*Task*
A complete answer lists every line of the entries below where the string "feature" appears.

[Records contained in a dataset]
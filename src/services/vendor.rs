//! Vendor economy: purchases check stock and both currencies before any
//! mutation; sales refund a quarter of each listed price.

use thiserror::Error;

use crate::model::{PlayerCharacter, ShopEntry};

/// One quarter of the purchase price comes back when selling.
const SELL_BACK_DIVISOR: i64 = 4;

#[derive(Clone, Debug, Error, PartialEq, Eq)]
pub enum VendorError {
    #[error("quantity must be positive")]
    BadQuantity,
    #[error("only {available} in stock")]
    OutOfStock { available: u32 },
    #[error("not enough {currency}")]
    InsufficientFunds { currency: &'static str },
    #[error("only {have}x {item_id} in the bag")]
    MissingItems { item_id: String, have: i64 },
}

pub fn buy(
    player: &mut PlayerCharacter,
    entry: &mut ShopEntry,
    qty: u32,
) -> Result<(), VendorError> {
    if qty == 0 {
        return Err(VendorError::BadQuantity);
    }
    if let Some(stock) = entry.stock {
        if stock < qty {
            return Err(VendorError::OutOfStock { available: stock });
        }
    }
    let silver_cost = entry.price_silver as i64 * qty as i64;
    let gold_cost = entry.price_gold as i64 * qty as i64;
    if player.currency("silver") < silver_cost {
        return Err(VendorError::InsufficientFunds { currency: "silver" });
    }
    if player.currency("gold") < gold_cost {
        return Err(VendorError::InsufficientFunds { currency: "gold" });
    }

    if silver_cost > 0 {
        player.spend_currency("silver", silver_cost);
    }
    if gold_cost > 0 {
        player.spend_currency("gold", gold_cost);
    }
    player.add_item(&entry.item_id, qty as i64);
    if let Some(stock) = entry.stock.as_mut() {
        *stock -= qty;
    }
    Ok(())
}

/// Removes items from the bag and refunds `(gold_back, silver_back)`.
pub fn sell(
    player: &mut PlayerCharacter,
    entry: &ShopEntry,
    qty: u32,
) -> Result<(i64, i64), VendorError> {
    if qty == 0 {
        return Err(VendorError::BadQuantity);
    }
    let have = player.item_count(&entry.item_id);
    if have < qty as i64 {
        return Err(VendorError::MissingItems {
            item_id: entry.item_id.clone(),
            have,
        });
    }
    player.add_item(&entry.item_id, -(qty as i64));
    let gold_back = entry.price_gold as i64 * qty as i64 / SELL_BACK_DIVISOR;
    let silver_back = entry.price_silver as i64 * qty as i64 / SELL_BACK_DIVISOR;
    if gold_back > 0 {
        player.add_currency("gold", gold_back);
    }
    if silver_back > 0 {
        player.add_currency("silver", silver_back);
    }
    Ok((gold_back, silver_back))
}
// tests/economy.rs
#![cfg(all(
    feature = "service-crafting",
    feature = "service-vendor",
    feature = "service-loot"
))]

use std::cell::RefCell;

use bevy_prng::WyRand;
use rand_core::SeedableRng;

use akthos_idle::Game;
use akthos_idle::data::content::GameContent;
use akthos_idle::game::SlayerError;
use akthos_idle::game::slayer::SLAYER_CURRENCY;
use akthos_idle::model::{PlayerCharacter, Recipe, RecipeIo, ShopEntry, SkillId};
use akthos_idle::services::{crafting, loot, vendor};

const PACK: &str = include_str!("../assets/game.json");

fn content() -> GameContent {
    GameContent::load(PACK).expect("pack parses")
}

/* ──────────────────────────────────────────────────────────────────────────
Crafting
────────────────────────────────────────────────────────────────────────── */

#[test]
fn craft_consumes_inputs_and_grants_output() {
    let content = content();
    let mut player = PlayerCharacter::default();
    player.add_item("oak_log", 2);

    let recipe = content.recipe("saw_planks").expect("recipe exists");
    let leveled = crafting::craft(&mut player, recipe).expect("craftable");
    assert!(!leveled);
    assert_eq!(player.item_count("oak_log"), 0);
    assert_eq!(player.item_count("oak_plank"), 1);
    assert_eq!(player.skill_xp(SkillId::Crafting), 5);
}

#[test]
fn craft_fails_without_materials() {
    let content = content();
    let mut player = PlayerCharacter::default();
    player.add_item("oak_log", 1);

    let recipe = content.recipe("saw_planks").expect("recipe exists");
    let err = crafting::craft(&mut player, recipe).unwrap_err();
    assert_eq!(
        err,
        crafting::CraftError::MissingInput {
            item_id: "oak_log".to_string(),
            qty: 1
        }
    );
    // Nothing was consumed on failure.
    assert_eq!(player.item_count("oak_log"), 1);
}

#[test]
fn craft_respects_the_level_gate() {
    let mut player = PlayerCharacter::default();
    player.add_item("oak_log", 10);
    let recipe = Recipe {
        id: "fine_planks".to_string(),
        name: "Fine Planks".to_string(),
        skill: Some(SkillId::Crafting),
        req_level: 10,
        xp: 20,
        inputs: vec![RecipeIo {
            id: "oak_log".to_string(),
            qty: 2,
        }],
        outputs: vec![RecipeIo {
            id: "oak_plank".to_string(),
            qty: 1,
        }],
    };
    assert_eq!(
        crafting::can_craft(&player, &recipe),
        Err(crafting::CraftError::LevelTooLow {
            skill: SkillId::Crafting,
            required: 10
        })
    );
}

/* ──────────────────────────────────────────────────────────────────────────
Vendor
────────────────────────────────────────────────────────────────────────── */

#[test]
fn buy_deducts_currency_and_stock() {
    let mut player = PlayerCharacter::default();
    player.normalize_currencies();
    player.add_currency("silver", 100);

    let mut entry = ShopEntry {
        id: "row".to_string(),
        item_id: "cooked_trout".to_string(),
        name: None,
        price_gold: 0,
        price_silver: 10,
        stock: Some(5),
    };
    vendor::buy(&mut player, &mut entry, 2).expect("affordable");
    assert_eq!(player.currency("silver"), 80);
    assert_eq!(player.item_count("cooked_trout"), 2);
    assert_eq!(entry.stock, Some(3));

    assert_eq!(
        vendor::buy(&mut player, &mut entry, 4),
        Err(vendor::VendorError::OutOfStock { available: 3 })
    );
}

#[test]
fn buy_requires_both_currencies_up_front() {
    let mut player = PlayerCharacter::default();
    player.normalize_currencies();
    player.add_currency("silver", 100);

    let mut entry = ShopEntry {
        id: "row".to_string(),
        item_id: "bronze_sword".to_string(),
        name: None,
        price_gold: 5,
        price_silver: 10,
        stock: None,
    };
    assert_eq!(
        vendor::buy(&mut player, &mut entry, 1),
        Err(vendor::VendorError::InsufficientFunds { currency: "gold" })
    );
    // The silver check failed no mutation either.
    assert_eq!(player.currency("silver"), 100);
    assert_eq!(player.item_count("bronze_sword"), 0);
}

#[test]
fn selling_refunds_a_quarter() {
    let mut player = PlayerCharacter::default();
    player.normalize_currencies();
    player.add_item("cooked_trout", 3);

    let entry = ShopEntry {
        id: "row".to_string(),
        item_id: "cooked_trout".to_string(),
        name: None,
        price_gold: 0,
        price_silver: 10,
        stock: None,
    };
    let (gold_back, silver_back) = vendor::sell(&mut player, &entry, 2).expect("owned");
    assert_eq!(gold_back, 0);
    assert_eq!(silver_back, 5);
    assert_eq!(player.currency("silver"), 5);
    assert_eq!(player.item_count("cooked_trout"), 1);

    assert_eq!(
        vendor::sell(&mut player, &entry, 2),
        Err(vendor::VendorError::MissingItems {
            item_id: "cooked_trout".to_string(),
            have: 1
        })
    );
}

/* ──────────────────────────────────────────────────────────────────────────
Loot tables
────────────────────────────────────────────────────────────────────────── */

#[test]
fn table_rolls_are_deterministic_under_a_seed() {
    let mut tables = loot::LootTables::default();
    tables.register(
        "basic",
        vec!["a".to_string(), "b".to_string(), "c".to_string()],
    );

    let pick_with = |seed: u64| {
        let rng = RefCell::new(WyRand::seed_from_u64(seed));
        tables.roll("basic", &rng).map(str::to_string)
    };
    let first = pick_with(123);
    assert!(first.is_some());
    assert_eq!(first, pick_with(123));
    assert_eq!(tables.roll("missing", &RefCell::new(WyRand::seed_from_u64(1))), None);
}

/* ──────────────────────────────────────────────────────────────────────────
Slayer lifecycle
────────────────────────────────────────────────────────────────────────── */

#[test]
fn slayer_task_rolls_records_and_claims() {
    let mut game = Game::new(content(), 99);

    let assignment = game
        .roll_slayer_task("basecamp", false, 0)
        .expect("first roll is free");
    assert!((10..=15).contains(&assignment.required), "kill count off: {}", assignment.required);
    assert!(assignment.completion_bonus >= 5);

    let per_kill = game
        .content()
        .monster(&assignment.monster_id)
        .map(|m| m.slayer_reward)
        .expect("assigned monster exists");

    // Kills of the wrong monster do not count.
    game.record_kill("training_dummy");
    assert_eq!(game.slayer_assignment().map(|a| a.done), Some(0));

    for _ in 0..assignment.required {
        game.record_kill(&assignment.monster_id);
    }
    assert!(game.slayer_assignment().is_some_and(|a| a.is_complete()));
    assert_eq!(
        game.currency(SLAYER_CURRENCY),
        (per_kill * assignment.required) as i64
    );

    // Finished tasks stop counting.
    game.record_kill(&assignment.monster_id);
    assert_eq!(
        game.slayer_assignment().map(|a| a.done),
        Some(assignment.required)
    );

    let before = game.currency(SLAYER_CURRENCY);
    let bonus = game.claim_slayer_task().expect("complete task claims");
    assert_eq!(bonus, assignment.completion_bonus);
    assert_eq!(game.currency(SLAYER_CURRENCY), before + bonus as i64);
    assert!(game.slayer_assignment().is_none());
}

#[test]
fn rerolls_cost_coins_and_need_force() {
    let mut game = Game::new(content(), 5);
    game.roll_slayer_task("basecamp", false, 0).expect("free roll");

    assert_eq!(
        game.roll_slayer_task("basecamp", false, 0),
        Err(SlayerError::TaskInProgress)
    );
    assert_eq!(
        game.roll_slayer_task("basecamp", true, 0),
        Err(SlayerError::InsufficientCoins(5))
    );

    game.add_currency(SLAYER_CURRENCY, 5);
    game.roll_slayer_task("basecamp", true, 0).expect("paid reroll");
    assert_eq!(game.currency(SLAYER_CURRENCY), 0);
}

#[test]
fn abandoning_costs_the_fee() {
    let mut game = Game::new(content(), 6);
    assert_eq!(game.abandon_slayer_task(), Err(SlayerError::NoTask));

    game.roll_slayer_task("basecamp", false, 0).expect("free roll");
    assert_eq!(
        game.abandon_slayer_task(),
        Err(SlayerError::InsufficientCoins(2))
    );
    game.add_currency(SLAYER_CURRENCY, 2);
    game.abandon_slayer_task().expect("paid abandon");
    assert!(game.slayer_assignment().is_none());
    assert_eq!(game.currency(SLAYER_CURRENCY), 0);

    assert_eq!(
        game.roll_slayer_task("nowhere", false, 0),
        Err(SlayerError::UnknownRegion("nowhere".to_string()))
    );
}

*Your solution*
    feature = "service-crafting",
    feature = "service-vendor",
    feature = "service-loot"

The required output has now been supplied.